Once she recovered enough from the surgery, she would need three additional rounds of chemotherapy to kill residual cancer cells. Amy said that despite the news, she was fortunate in many ways. As a small business owner with her husband, she was able to move her work around and take as much time as she needed to complete and recover from her treatment.
With the intense plan laid out for her, Amy felt overwhelmed and that her life was being taken over by her cancer. She was comforted at many times throughout her treatment by Dr. Guntupalli. He would reassure her telling her, “We will get you through this. Don’t let cancer take over your life – it is just one piece of it and you are still everything you were before. Go enjoy your life.”
“That was very excellent advice,” said Amy.
The surgery was the most challenging part of her treatment and definitely not as “easy” as the chemotherapy treatments leading up to the surgery. Amy spent five days recovering at CU following her surgeries.
“I had a hard time in the hospital,” said Amy. “But the nurses throughout the entire process were all complete saints.”
The final chemotherapy treatments went well and by the end, Amy described the chemo as “unpleasant, but completely tolerable.”

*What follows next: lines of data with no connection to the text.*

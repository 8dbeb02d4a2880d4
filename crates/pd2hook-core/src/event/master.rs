use std::any::{Any, TypeId, type_name};
use std::collections::HashMap;
use std::sync::{Arc, OnceLock, PoisonError, RwLock, RwLockReadGuard, RwLockWriteGuard};
use std::thread::{self, ThreadId};

use tracing::debug;

use super::{EventFunction, EventQueue, ProcessEvents};
use crate::config::RuntimeConfig;
use crate::error::{Error, Result};

#[derive(Default)]
struct Queues {
    by_type: HashMap<TypeId, Arc<dyn Any + Send + Sync>>,
    /// Registration order, which is also drain order
    order: Vec<Arc<dyn ProcessEvents>>,
}

/// Owner of one [`EventQueue`] per payload type.
///
/// A queue is created and registered the first time its payload type is
/// requested; concurrent first requests all observe the same instance.
///
/// The master's consumer thread, bound by the first
/// [`process_all`](Self::process_all), is also the consumer of every queue it
/// owns. Draining one of those queues directly never binds it.
pub struct EventQueueMaster {
    config: RuntimeConfig,
    queues: RwLock<Queues>,
    consumer: Arc<OnceLock<ThreadId>>,
}

impl EventQueueMaster {
    pub fn new() -> Self {
        Self::with_config(&RuntimeConfig::default())
    }

    pub fn with_config(config: &RuntimeConfig) -> Self {
        Self {
            config: config.clone(),
            queues: RwLock::new(Queues::default()),
            consumer: Arc::new(OnceLock::new()),
        }
    }

    /// The queue for payload type `T`, created on first use.
    pub fn queue<T: Send + 'static>(&self) -> Arc<EventQueue<T>> {
        let id = TypeId::of::<T>();
        if let Some(existing) = self.read().by_type.get(&id) {
            return downcast_queue(Arc::clone(existing));
        }

        let mut queues = self.write();
        if let Some(existing) = queues.by_type.get(&id) {
            return downcast_queue(Arc::clone(existing));
        }

        let queue = Arc::new(EventQueue::<T>::with_master_consumer(
            &self.config,
            Arc::clone(&self.consumer),
        ));
        queues.by_type.insert(id, Arc::clone(&queue) as Arc<dyn Any + Send + Sync>);
        queues.order.push(Arc::clone(&queue) as Arc<dyn ProcessEvents>);
        debug!(
            "Registered event queue #{} for {}",
            queues.order.len(),
            type_name::<T>()
        );
        queue
    }

    /// Queue `function(data)` for the next [`process_all`](Self::process_all).
    pub fn add_to_queue<T: Send + 'static>(&self, function: EventFunction<T>, data: T) {
        self.queue::<T>().add_to_queue(function, data);
    }

    pub fn queue_count(&self) -> usize {
        self.read().order.len()
    }

    /// Items waiting across all queues.
    pub fn pending(&self) -> usize {
        self.read().order.iter().map(|queue| queue.pending()).sum()
    }

    /// Drain every registered queue, in registration order, on the calling
    /// thread. Returns the number of items that ran to completion.
    pub fn process_all(&self) -> Result<usize> {
        self.check_consumer()?;

        // Snapshot so that items may request new queue types while running.
        let queues = self.read().order.clone();
        let mut executed = 0;
        for queue in queues {
            executed += queue.process_events()?;
        }
        Ok(executed)
    }

    fn check_consumer(&self) -> Result<()> {
        if !self.config.strict_consumer {
            return Ok(());
        }

        let current = thread::current().id();
        if *self.consumer.get_or_init(|| current) == current {
            Ok(())
        } else {
            Err(Error::ForeignConsumer {
                queue: type_name::<Self>(),
            })
        }
    }

    fn read(&self) -> RwLockReadGuard<'_, Queues> {
        self.queues.read().unwrap_or_else(PoisonError::into_inner)
    }

    fn write(&self) -> RwLockWriteGuard<'_, Queues> {
        self.queues.write().unwrap_or_else(PoisonError::into_inner)
    }
}

impl Default for EventQueueMaster {
    fn default() -> Self {
        Self::new()
    }
}

fn downcast_queue<T: Send + 'static>(queue: Arc<dyn Any + Send + Sync>) -> Arc<EventQueue<T>> {
    match queue.downcast::<EventQueue<T>>() {
        Ok(queue) => queue,
        Err(_) => unreachable!("event queue registered under another payload type"),
    }
}
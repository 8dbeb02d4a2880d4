//! Application root owning the signature registry and the event queues.
//!
//! ## Example
//!
//! ```ignore
//! use pd2hook_core::prelude::*;
//!
//! static LUA_CALL: FunctionSlot<unsafe extern "C" fn(*mut c_void, i32, i32)> =
//!     FunctionSlot::new("lua_call");
//!
//! let runtime = HookRuntime::new(RuntimeConfig::default());
//! runtime.register("lua_call", &LUA_CALL, "55 8B EC ?? ?? 83".parse()?, 0)?;
//! runtime.search()?;
//!
//! // any thread
//! runtime.add_to_queue(print_message, String::from("hello"));
//!
//! // host tick
//! runtime.process_events()?;
//! ```

use std::sync::Arc;

use tracing::info;

use crate::config::RuntimeConfig;
use crate::error::Result;
use crate::event::{EventFunction, EventQueue, EventQueueMaster};
use crate::memory::CodeRegion;
use crate::signature::{Pattern, SearchReport, SignatureRegistry, SignatureSet};
use crate::symbol::{AddressSlot, SlotHandle};

pub struct HookRuntime {
    config: RuntimeConfig,
    signatures: SignatureRegistry,
    events: EventQueueMaster,
}

impl HookRuntime {
    pub fn new(config: RuntimeConfig) -> Self {
        info!(
            "Hook runtime created (failure policy: {}, strict consumer: {})",
            config.failure_policy, config.strict_consumer
        );
        Self {
            signatures: SignatureRegistry::new(),
            events: EventQueueMaster::with_config(&config),
            config,
        }
    }

    pub fn config(&self) -> &RuntimeConfig {
        &self.config
    }

    pub fn signatures(&self) -> &SignatureRegistry {
        &self.signatures
    }

    pub fn events(&self) -> &EventQueueMaster {
        &self.events
    }

    pub fn register(
        &self,
        name: impl Into<String>,
        target: impl Into<SlotHandle>,
        pattern: Pattern,
        offset: isize,
    ) -> Result<()> {
        self.signatures.register(name, target, pattern, offset)
    }

    /// Register every entry of a definition file; see [`SignatureSet::register_all`].
    pub fn register_set(&self, set: &SignatureSet) -> Result<Vec<Arc<AddressSlot>>> {
        set.register_all(&self.signatures)
    }

    /// Resolve all registered signatures against the host's main module.
    pub fn search(&self) -> Result<SearchReport> {
        self.signatures.search()
    }

    pub fn search_in<R: CodeRegion + ?Sized>(&self, region: &R) -> Result<SearchReport> {
        self.signatures.search_in(region)
    }

    pub fn queue<T: Send + 'static>(&self) -> Arc<EventQueue<T>> {
        self.events.queue::<T>()
    }

    pub fn add_to_queue<T: Send + 'static>(&self, function: EventFunction<T>, data: T) {
        self.events.add_to_queue(function, data);
    }

    /// Run everything queued so far; call once per host tick.
    pub fn process_events(&self) -> Result<usize> {
        self.events.process_all()
    }
}

impl Default for HookRuntime {
    fn default() -> Self {
        Self::new(RuntimeConfig::default())
    }
}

The treatment plan worked. Amy’s cancer was removed and she was declared disease free. Amy sees Dr. Guntupalli every three months for an exam and a CA 125 blood test, which so far has been normal. Amy is enjoying her eighth month of remission and feeling fantastic.
Amy’s advice for other women who may experience ovarian cancer is to act fast and get treatment with doctors you trust.
Don’t waste a moment if you’re facing ovarian cancer. With doctors like Dr. Guntupalli, there is always hope. Amy D.